[TASK GOAL] Needed from the data below: all lines that contain the word "prompt".

(Collection entries)
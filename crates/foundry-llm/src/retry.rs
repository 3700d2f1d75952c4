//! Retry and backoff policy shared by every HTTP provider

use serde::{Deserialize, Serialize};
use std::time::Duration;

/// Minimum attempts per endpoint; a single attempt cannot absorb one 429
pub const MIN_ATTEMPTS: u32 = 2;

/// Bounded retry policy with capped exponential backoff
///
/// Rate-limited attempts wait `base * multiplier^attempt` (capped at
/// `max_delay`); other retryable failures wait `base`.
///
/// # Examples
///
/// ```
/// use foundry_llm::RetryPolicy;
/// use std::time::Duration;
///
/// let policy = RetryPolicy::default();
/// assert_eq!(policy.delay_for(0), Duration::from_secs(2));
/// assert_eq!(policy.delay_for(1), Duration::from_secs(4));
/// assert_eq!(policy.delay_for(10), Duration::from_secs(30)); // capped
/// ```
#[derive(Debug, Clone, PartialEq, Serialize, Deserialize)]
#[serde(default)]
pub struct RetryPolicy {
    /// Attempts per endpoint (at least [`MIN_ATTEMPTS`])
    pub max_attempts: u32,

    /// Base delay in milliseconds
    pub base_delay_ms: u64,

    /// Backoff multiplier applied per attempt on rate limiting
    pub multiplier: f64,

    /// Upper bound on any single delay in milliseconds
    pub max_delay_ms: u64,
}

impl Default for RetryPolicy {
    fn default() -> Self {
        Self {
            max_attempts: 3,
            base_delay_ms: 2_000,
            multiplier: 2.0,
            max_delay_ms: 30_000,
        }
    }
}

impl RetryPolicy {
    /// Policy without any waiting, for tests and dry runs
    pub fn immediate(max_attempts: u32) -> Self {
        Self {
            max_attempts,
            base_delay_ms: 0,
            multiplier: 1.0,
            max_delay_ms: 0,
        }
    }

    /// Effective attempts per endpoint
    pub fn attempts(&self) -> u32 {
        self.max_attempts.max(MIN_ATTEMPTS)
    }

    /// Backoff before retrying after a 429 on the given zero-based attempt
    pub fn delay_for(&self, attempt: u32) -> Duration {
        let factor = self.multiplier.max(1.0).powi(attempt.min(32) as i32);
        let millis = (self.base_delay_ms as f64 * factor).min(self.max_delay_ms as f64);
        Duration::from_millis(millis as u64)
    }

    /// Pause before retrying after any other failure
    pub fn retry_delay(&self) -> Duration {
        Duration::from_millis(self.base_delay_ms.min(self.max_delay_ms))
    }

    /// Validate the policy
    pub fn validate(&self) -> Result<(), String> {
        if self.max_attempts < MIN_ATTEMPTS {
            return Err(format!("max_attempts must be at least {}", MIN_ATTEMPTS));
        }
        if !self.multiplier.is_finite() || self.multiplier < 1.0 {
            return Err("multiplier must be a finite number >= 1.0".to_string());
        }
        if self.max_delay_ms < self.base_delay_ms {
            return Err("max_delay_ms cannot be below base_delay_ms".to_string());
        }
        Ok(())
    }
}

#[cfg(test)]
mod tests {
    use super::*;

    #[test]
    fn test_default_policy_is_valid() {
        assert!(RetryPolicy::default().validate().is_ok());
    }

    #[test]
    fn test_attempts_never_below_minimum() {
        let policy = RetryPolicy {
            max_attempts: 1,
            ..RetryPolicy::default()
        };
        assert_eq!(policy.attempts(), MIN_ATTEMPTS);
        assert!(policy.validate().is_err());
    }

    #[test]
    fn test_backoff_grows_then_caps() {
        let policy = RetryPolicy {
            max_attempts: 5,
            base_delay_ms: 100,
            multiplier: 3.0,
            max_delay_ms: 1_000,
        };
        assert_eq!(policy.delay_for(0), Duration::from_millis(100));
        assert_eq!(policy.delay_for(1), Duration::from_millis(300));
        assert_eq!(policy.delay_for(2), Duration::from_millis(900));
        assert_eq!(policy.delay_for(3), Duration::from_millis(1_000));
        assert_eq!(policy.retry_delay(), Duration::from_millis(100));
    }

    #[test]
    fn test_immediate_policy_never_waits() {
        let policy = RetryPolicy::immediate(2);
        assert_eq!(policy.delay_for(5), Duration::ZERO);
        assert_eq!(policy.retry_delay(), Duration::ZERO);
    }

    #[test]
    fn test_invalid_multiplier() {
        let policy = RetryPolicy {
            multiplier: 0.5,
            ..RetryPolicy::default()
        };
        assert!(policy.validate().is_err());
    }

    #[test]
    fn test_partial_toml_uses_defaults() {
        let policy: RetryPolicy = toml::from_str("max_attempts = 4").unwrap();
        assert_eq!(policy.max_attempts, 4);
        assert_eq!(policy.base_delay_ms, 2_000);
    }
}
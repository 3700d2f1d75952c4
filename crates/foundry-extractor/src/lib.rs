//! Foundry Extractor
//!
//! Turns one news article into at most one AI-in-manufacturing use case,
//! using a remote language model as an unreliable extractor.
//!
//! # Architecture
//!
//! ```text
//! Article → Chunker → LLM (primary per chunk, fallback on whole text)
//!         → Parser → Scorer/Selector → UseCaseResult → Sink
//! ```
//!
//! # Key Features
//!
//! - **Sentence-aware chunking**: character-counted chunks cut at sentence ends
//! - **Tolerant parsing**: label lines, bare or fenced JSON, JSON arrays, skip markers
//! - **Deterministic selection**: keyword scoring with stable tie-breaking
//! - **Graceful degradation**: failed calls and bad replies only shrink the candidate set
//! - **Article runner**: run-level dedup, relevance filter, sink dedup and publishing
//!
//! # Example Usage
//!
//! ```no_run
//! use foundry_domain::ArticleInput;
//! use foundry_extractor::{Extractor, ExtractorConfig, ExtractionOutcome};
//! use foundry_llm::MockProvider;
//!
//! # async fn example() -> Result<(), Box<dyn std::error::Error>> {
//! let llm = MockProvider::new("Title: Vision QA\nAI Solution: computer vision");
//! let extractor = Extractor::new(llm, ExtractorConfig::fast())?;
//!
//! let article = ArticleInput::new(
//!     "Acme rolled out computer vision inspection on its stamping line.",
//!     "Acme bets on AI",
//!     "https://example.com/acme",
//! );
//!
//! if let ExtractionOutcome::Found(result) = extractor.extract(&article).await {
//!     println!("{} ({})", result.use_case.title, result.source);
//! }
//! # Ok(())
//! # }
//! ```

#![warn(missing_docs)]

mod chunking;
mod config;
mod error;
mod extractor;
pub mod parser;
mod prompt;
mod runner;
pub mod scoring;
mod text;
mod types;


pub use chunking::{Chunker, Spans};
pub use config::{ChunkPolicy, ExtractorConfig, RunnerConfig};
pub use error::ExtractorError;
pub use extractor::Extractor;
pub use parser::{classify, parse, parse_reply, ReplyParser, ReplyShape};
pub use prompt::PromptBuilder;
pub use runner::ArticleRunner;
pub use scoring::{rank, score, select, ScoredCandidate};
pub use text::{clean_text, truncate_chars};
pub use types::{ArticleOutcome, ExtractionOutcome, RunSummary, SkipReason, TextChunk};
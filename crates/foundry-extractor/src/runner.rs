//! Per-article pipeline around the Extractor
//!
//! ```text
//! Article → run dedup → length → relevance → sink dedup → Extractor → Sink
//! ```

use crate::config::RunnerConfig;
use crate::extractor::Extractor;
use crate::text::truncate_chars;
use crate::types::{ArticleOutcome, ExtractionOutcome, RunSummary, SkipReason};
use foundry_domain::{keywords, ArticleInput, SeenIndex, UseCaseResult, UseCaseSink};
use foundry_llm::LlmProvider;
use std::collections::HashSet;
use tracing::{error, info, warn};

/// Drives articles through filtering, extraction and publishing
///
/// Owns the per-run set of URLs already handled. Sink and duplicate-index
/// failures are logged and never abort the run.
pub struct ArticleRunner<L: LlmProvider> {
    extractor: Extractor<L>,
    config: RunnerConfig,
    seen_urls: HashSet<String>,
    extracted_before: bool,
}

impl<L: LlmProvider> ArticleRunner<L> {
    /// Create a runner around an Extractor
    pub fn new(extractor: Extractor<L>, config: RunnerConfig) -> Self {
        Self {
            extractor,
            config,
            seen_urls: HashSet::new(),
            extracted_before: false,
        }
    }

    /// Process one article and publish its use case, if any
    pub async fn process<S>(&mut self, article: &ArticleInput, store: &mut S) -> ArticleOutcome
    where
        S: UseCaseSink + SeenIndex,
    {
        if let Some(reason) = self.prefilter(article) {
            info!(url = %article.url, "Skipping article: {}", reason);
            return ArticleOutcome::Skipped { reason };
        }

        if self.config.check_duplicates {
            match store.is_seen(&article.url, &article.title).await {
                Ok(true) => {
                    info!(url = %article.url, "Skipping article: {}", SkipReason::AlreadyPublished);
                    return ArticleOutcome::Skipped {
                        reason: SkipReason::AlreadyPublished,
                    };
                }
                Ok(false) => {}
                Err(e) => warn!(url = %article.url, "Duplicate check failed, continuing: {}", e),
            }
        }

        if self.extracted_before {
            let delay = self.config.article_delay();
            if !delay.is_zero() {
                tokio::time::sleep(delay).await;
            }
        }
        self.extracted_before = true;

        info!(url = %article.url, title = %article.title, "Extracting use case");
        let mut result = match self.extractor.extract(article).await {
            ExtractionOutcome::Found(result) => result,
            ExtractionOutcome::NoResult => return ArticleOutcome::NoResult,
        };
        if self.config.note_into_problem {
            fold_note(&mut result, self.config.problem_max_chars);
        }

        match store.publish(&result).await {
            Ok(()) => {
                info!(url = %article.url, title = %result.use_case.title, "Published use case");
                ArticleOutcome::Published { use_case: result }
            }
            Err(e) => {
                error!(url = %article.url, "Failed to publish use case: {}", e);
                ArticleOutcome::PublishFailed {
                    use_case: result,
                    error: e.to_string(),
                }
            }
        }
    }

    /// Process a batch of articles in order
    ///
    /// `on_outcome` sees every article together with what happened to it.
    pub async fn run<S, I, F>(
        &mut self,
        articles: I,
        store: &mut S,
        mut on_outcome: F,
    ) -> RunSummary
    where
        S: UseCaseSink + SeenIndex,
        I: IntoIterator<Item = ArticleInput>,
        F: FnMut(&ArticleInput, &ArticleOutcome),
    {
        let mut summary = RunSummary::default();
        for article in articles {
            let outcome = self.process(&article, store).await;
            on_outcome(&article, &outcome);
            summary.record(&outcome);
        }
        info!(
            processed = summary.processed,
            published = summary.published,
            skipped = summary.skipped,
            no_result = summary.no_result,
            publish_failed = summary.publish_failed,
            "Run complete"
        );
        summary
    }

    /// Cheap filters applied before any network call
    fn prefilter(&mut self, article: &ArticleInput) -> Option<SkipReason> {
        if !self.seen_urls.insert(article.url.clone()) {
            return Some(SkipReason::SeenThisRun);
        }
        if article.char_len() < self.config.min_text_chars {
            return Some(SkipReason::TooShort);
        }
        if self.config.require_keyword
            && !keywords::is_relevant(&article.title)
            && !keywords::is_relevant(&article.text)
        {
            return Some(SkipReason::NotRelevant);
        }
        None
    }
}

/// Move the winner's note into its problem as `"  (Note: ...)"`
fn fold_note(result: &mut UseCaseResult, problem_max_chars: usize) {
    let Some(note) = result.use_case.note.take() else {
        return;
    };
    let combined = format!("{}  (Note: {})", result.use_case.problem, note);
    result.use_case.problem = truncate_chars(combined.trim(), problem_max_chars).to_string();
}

[EXERCISE OUTPUT]
mod prompt;
pub use prompt::PromptBuilder;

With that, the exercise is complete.